Bug 2062126 - IPfailover pod is crashing during creation showing keepalived_script doesn't exist
Product: OpenShift Container Platform
Classification: Red Hat
Component: Networking
Version: 4.11
Assignee: Miciah Dashiel Butler Masters
QA Contact: Melvin Joseph
Reported: 2022-03-09 08:39 UTC by Melvin Joseph
Modified: 2022-08-10 10:52 UTC (History)
Doc Type: Bug Fix
Cause: If the user does not specify a network interface name, keepalived-ipfailover tries a few default names. This list of default names is hard-coded and previously included only the following values: "enp0s3", "enp0s8", and "eth1". If the host uses predictable network interface names as assigned by systemd/udev and the host has a network interface in a PCI Express hotplug slot, then the network interface is given a name of the form "ens3", in which case none of these default names matches it. Consequence: keepalived-ipfailover failed to start if the user didn't specify a network interface name and the network interface was in a PCI Express hotplug slot. Fix: The list of default names in keepalived-ipfailover was augmented by adding "ens3" to the end of the list. Result: keepalived-ipfailover now checks for an "ens3" network interface, increasing the likelihood that keepalived-ipfailover finds a network interface in a PCI Express hotplug slot when the user does not specify which network interface name to use.

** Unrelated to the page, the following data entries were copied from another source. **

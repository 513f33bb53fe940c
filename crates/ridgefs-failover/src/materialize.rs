//! Promotion materialization.
//!
//! Once quorum confirms the primary is down, the standby's replicated
//! state becomes the seed of the new primary: the tree is checkpointed
//! into the node's own image directory (where a restart recovers from),
//! the slot-assignment and user records the standby is holding are
//! persisted beside it, and the edit log counter is seeded past the
//! replayed history so the first post-promotion edit continues the
//! global txid sequence. Any failure here is fatal to the promotion
//! attempt.

use parking_lot::Mutex;
use ridgefs_common::{Error, Result};
use ridgefs_journal::{EditLog, do_checkpoint};
use ridgefs_namespace::NamespaceTree;
use serde::{Deserialize, Serialize};
use std::collections::BTreeMap;
use std::fs;
use std::path::PathBuf;
use std::sync::Arc;
use std::sync::atomic::{AtomicU64, Ordering};
use tracing::info;

/// File holding partition-ownership assignments in the primary dir.
const SLOTS_FILE: &str = "slots.bin";

/// File holding user records in the primary dir.
const USERS_FILE: &str = "users.bin";

/// A user/auth record carried by the metadata service. The secret is
/// opaque to the core.
#[derive(Clone, Debug, PartialEq, Eq, Serialize, Deserialize)]
pub struct UserRecord {
    pub name: String,
    pub secret_hash: String,
}

/// Converts local replica state into a new primary's bootstrap state.
pub trait PromotionMaterializer: Send + Sync {
    /// Persist everything the new primary needs to start. Must be
    /// all-or-nothing from the caller's point of view: an `Err` means
    /// the promotion attempt failed.
    fn materialize(&self) -> Result<()>;
}

/// Standard materializer: fsimage seed + slot assignments + users,
/// plus the edit log counter handoff.
pub struct SeedMaterializer {
    tree: Arc<NamespaceTree>,
    /// Highest txid the replica has replayed; becomes the seed image's
    /// cursor and the floor of the log's txid counter.
    replayed_tx_id: Arc<AtomicU64>,
    /// The node's edit log, reseeded at promotion so new edits continue
    /// past the replayed history instead of restarting at 1.
    log: Arc<EditLog>,
    /// The node's data directory; the seed image lands in its `fsimage`
    /// subdirectory, the same place startup recovery scans.
    data_dir: PathBuf,
    /// Partition -> owning datanode address.
    slot_assignments: Mutex<BTreeMap<u64, String>>,
    users: Mutex<Vec<UserRecord>>,
}

impl SeedMaterializer {
    #[must_use]
    pub fn new(
        tree: Arc<NamespaceTree>,
        replayed_tx_id: Arc<AtomicU64>,
        log: Arc<EditLog>,
        data_dir: impl Into<PathBuf>,
    ) -> Self {
        Self {
            tree,
            replayed_tx_id,
            log,
            data_dir: data_dir.into(),
            slot_assignments: Mutex::new(BTreeMap::new()),
            users: Mutex::new(Vec::new()),
        }
    }

    pub fn set_slot_assignments(&self, slots: BTreeMap<u64, String>) {
        *self.slot_assignments.lock() = slots;
    }

    pub fn set_users(&self, users: Vec<UserRecord>) {
        *self.users.lock() = users;
    }
}

impl PromotionMaterializer for SeedMaterializer {
    fn materialize(&self) -> Result<()> {
        fs::create_dir_all(&self.data_dir)?;

        let cursor = self.replayed_tx_id.load(Ordering::SeqCst);
        let image_path = do_checkpoint(
            &self.tree.snapshot_root(),
            cursor,
            &self.data_dir.join("fsimage"),
        )?;

        let slots = bincode::serialize(&*self.slot_assignments.lock())
            .map_err(|e| Error::Serialization(e.to_string()))?;
        fs::write(self.data_dir.join(SLOTS_FILE), slots)?;

        let users = bincode::serialize(&*self.users.lock())
            .map_err(|e| Error::Serialization(e.to_string()))?;
        fs::write(self.data_dir.join(USERS_FILE), users)?;

        // Edits issued as the new primary continue the txid sequence
        // the cluster has already seen.
        self.log.seed_tx_id(cursor);

        info!(
            cursor,
            image = %image_path.display(),
            "seeded new primary state"
        );
        Ok(())
    }
}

Because this fix only changes the defaulting logic and adds to the end of the list of default names, it does not affect the behavior when the user specifies a name or when one of the other default names matches a network interface.
Last Closed: 2022-08-10 10:52:44 UTC
System ID Private Priority Status Summary Last Updated
Github openshift images pull 111 0 None Merged Bug 2062126: ipfailover: Autodetect the "ens3" NIC 2022-08-08 12:00:03 UTC
Red Hat Product Errata RHSA-2022:5069 0 None None None 2022-08-10 10:52:54 UTC

Description Melvin Joseph 2022-03-09 08:39:56 UTC
Description of problem:
When trying to create IP failover pod in openstack IPI profile, the pod is crashing. The logs says keepalived_script is doesnot exist.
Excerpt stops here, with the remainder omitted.